The phase 3 trial enrolled 44 patients aged 12-17 across North America, Europe, and Australia who had severe symptoms despite standard therapy. Participants were randomly assigned either mavacamten or placebo daily for 28 weeks. Those receiving mavacamten showed an average drop of 48.5 mmHg in their Valsalva LVOT gradient—the primary endpoint—compared to just a 0.5 mmHg reduction among those on placebo.
Secondary measures such as resting LVOT gradient, wall thickness of the left ventricle, peak oxygen consumption, fatigue levels, and shortness of breath also improved more among those taking mavacamten than placebo recipients over this period.

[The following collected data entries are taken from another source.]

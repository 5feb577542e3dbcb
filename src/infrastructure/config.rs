//! Application Configuration
//!
//! Every tunable of the pipeline in one explicit value, loaded from
//! environment variables at startup and validated before anything spins
//! up. No hidden globals.

use std::path::PathBuf;
use std::str::FromStr;
use std::time::Duration;

use serde::{Deserialize, Serialize};

use crate::infrastructure::capture::CaptureConfig;
use crate::infrastructure::publisher::PublisherConfig;

/// Result type for configuration loading.
pub type ConfigResult<T> = Result<T, ConfigError>;

/// Configuration errors. All fatal at startup.
#[derive(Debug, thiserror::Error)]
pub enum ConfigError {
    #[error("RTSP_URL must be provided")]
    MissingRtspUrl,

    #[error("{name} must be within [{min}, {max}], got {value}")]
    OutOfRange {
        name: &'static str,
        min: f64,
        max: f64,
        value: f64,
    },

    #[error("{name} must be at least 1")]
    Zero { name: &'static str },

    #[error("Invalid value for {name}: {value}")]
    Invalid { name: &'static str, value: String },
}

/// Which identification decisions get published.
#[derive(Debug, Clone, Copy, PartialEq, Eq, Serialize, Deserialize)]
#[serde(rename_all = "snake_case")]
pub enum PublishMode {
    /// Publish every per-frame MATCH immediately.
    PerFrame,
    /// Publish only temporally verified MATCH decisions.
    Verified,
}

impl FromStr for PublishMode {
    type Err = String;

    fn from_str(s: &str) -> Result<Self, Self::Err> {
        match s {
            "per_frame" => Ok(PublishMode::PerFrame),
            "verified" => Ok(PublishMode::Verified),
            other => Err(other.to_string()),
        }
    }
}

/// Application configuration.
#[derive(Debug, Clone)]
pub struct AppConfig {
    // Service
    pub service_name: String,
    pub camera_id: String,
    pub rtsp_url: String,
    pub redis_url: String,

    // Detection
    pub person_conf_threshold: f32,
    pub face_conf_threshold: f32,
    pub min_face_size: i32,
    pub crop_margin: f32,

    // Recognition
    pub embedding_dim: usize,
    pub similarity_threshold: f32,
    pub voting_threshold: f32,

    // Temporal verification
    pub verification_frames: usize,
    pub verification_interval: Duration,
    pub history_ttl: Duration,

    // Scheduling
    pub recognize_every_n: u64,

    // Capture
    pub frame_buffer_size: usize,
    pub initial_retry_delay: Duration,
    pub max_retry_delay: Duration,

    // Publishing
    pub face_events_stream: String,
    pub person_count_stream: String,
    pub buffer_stream: String,
    pub alerts_channel: String,
    pub face_detection_channel: String,
    pub primary_log_max_len: usize,
    pub max_buffer_size: usize,
    pub publish_timeout: Duration,
    pub publish_mode: PublishMode,

    // Enrollment
    pub enrollment_path: Option<PathBuf>,
}

impl Default for AppConfig {
    fn default() -> Self {
        Self {
            service_name: "facewatch".to_string(),
            camera_id: "camera_01".to_string(),
            rtsp_url: String::new(),
            redis_url: "redis://localhost:6379".to_string(),
            person_conf_threshold: 0.6,
            face_conf_threshold: 0.5,
            min_face_size: 80,
            crop_margin: 0.2,
            embedding_dim: 512,
            similarity_threshold: 0.35,
            voting_threshold: 0.60,
            verification_frames: 3,
            verification_interval: Duration::from_secs(1),
            history_ttl: Duration::from_secs(30),
            recognize_every_n: 30,
            frame_buffer_size: 2,
            initial_retry_delay: Duration::from_secs(30),
            max_retry_delay: Duration::from_secs(300),
            face_events_stream: "stream:face_events".to_string(),
            person_count_stream: "stream:person_count".to_string(),
            buffer_stream: "buffer:face_events".to_string(),
            alerts_channel: "alerts".to_string(),
            face_detection_channel: "face_detected".to_string(),
            primary_log_max_len: 100_000,
            max_buffer_size: 10_000,
            publish_timeout: Duration::from_secs(5),
            publish_mode: PublishMode::PerFrame,
            enrollment_path: None,
        }
    }
}

impl AppConfig {
    /// Loads configuration from environment variables, then validates.
    pub fn load() -> ConfigResult<Self> {
        dotenvy::dotenv().ok();

        let mut config = Self::default();

        if let Ok(name) = std::env::var("SERVICE_NAME") {
            config.service_name = name;
        }
        if let Ok(camera_id) = std::env::var("CAMERA_ID") {
            config.camera_id = camera_id;
        }
        if let Ok(rtsp_url) = std::env::var("RTSP_URL") {
            config.rtsp_url = rtsp_url;
        }
        if let Ok(redis_url) = std::env::var("REDIS_URL") {
            config.redis_url = redis_url;
        }

        read_f32(&mut config.person_conf_threshold, "PERSON_CONFIDENCE_THRESHOLD")?;
        read_f32(&mut config.face_conf_threshold, "FACE_CONFIDENCE_THRESHOLD")?;
        read_i32(&mut config.min_face_size, "MIN_FACE_SIZE")?;
        read_f32(&mut config.crop_margin, "CROP_MARGIN")?;
        read_usize(&mut config.embedding_dim, "EMBEDDING_DIM")?;
        read_f32(&mut config.similarity_threshold, "SIMILARITY_THRESHOLD")?;
        read_f32(&mut config.voting_threshold, "VOTING_THRESHOLD")?;
        read_usize(&mut config.verification_frames, "VERIFICATION_FRAMES")?;
        read_secs(&mut config.verification_interval, "VERIFICATION_INTERVAL")?;
        read_secs(&mut config.history_ttl, "HISTORY_TTL")?;
        read_u64(&mut config.recognize_every_n, "PROCESS_EVERY_N_FRAMES")?;
        read_usize(&mut config.frame_buffer_size, "FRAME_BUFFER_SIZE")?;
        read_secs(&mut config.initial_retry_delay, "RECONNECT_DELAY")?;
        read_secs(&mut config.max_retry_delay, "MAX_RECONNECT_DELAY")?;
        read_usize(&mut config.primary_log_max_len, "PRIMARY_LOG_MAX_LEN")?;
        read_usize(&mut config.max_buffer_size, "MAX_BUFFER_SIZE")?;
        read_secs(&mut config.publish_timeout, "PUBLISH_TIMEOUT")?;

        if let Ok(stream) = std::env::var("FACE_EVENTS_STREAM") {
            config.face_events_stream = stream;
        }
        if let Ok(stream) = std::env::var("PERSON_COUNT_STREAM") {
            config.person_count_stream = stream;
        }
        if let Ok(stream) = std::env::var("BUFFER_STREAM") {
            config.buffer_stream = stream;
        }
        if let Ok(channel) = std::env::var("ALERTS_CHANNEL") {
            config.alerts_channel = channel;
        }
        if let Ok(channel) = std::env::var("FACE_DETECTION_CHANNEL") {
            config.face_detection_channel = channel;
        }
        if let Ok(mode) = std::env::var("PUBLISH_MODE") {
            config.publish_mode = mode.parse().map_err(|value| ConfigError::Invalid {
                name: "PUBLISH_MODE",
                value,
            })?;
        }
        if let Ok(path) = std::env::var("ENROLLMENT_PATH") {
            config.enrollment_path = Some(PathBuf::from(path));
        }

        config.validate()?;
        Ok(config)
    }

    /// Validates invariants that would otherwise surface as silent
    /// misbehavior deep inside the pipeline.
    pub fn validate(&self) -> ConfigResult<()> {
        if self.rtsp_url.is_empty() {
            return Err(ConfigError::MissingRtspUrl);
        }

        check_unit("SIMILARITY_THRESHOLD", self.similarity_threshold)?;
        check_unit("VOTING_THRESHOLD", self.voting_threshold)?;
        check_unit("PERSON_CONFIDENCE_THRESHOLD", self.person_conf_threshold)?;
        check_unit("FACE_CONFIDENCE_THRESHOLD", self.face_conf_threshold)?;

        if self.crop_margin < 0.0 {
            return Err(ConfigError::OutOfRange {
                name: "CROP_MARGIN",
                min: 0.0,
                max: f64::MAX,
                value: self.crop_margin as f64,
            });
        }

        check_nonzero("MIN_FACE_SIZE", self.min_face_size as usize)?;
        check_nonzero("EMBEDDING_DIM", self.embedding_dim)?;
        check_nonzero("VERIFICATION_FRAMES", self.verification_frames)?;
        check_nonzero("PROCESS_EVERY_N_FRAMES", self.recognize_every_n as usize)?;
        check_nonzero("FRAME_BUFFER_SIZE", self.frame_buffer_size)?;

        Ok(())
    }

    /// Capture configuration slice.
    pub fn capture_config(&self) -> CaptureConfig {
        CaptureConfig {
            camera_id: self.camera_id.clone(),
            rtsp_url: self.rtsp_url.clone(),
            service_name: self.service_name.clone(),
            frame_buffer_size: self.frame_buffer_size,
            initial_retry_delay: self.initial_retry_delay,
            max_retry_delay: self.max_retry_delay,
        }
    }

    /// Publisher configuration slice.
    pub fn publisher_config(&self) -> PublisherConfig {
        PublisherConfig {
            face_events_stream: self.face_events_stream.clone(),
            person_count_stream: self.person_count_stream.clone(),
            buffer_stream: self.buffer_stream.clone(),
            alerts_channel: self.alerts_channel.clone(),
            face_detection_channel: self.face_detection_channel.clone(),
            primary_log_max_len: self.primary_log_max_len,
            max_buffer_size: self.max_buffer_size,
            publish_timeout: self.publish_timeout,
        }
    }
}

fn check_unit(name: &'static str, value: f32) -> ConfigResult<()> {
    if !(0.0..=1.0).contains(&value) {
        return Err(ConfigError::OutOfRange {
            name,
            min: 0.0,
            max: 1.0,
            value: value as f64,
        });
    }
    Ok(())
}

fn check_nonzero(name: &'static str, value: usize) -> ConfigResult<()> {
    if value == 0 {
        return Err(ConfigError::Zero { name });
    }
    Ok(())
}

fn read_f32(target: &mut f32, name: &'static str) -> ConfigResult<()> {
    if let Ok(raw) = std::env::var(name) {
        *target = raw.parse().map_err(|_| ConfigError::Invalid {
            name,
            value: raw.clone(),
        })?;
    }
    Ok(())
}

fn read_i32(target: &mut i32, name: &'static str) -> ConfigResult<()> {
    if let Ok(raw) = std::env::var(name) {
        *target = raw.parse().map_err(|_| ConfigError::Invalid {
            name,
            value: raw.clone(),
        })?;
    }
    Ok(())
}

fn read_u64(target: &mut u64, name: &'static str) -> ConfigResult<()> {
    if let Ok(raw) = std::env::var(name) {
        *target = raw.parse().map_err(|_| ConfigError::Invalid {
            name,
            value: raw.clone(),
        })?;
    }
    Ok(())
}

fn read_usize(target: &mut usize, name: &'static str) -> ConfigResult<()> {
    if let Ok(raw) = std::env::var(name) {
        *target = raw.parse().map_err(|_| ConfigError::Invalid {
            name,
            value: raw.clone(),
        })?;
    }
    Ok(())
}

fn read_secs(target: &mut Duration, name: &'static str) -> ConfigResult<()> {
    if let Ok(raw) = std::env::var(name) {
        let secs: f64 = raw.parse().map_err(|_| ConfigError::Invalid {
            name,
            value: raw.clone(),
        })?;
        if secs < 0.0 {
            return Err(ConfigError::Invalid { name, value: raw });
        }
        *target = Duration::from_secs_f64(secs);
    }
    Ok(())
}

Rossano said laboratory markers associated with heart damage decreased among those taking mavacamten but increased among those on placebo: "Beyond symptom relief, there's a signal that this may be favorably remodeling the heart, which could improve the natural history of the disease," he said. He added that starting therapy early could help prevent decades-long injury from ongoing obstruction but emphasized longer-term follow-up is needed.
No major safety concerns were observed during this trial; adverse event rates were similar between groups without significant changes seen in ejection fraction—a measure reflecting how well blood is pumped out by each heartbeat.
Researchers acknowledged limitations including small sample size, short duration (28 weeks), and limited diversity among participants; most were White adolescents aged between twelve and seventeen years old. Plans call for continued monitoring through at least week fifty as well as possible future studies involving younger children or different forms of hypertrophic cardiomyopathy.